* _DATA SECTION_:
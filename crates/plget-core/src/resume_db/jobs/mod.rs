//! Job CRUD, split into reads and writes.

mod read;
mod write;

use sqlx::sqlite::SqliteRow;
use sqlx::Row;

use super::error::Result;
use super::types::{Job, JobStatus};
use crate::retry::{ErrorKind, FetchError};

pub(super) const JOB_COLUMNS: &str = "id, playlist_url, item_id, playlist_index, source_url, \
     title, target_name, quality, format, status, total_bytes, downloaded_bytes, error_kind, \
     error_message, created_at, started_at, completed_at, metadata_json";

pub(super) fn job_from_row(row: &SqliteRow) -> Result<Job> {
    let status: String = row.try_get("status")?;
    let error_kind: Option<String> = row.try_get("error_kind")?;
    let error_message: Option<String> = row.try_get("error_message")?;
    let source_url: String = row.try_get("source_url")?;
    let last_error = match (error_kind, error_message) {
        (None, None) => None,
        (kind, message) => Some(FetchError {
            kind: kind
                .as_deref()
                .and_then(ErrorKind::from_str)
                .unwrap_or(ErrorKind::Unknown),
            message: message.unwrap_or_default(),
            source_url: Some(source_url.clone()),
        }),
    };
    let metadata_json: Option<String> = row.try_get("metadata_json")?;
    let metadata = match metadata_json.as_deref().filter(|s| !s.is_empty()) {
        Some(s) => serde_json::from_str(s)?,
        None => Default::default(),
    };
    let total_bytes: Option<i64> = row.try_get("total_bytes")?;
    let downloaded_bytes: i64 = row.try_get("downloaded_bytes")?;
    let playlist_index: i64 = row.try_get("playlist_index")?;

    Ok(Job {
        id: row.try_get("id")?,
        playlist_url: row.try_get("playlist_url")?,
        item_id: row.try_get("item_id")?,
        playlist_index: playlist_index.max(0) as u32,
        source_url,
        title: row.try_get("title")?,
        target_name: row.try_get("target_name")?,
        quality: row.try_get("quality")?,
        format: row.try_get("format")?,
        status: JobStatus::from_str(&status),
        total_bytes: total_bytes.map(|b| b.max(0) as u64),
        downloaded_bytes: downloaded_bytes.max(0) as u64,
        last_error,
        created_at: row.try_get("created_at")?,
        started_at: row.try_get("started_at")?,
        completed_at: row.try_get("completed_at")?,
        metadata,
    })
}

* _TASK GOAL_: Across the records, count the lines that contain the word "Some" and give that figure alone.

* _RESPONSE BOX_: 3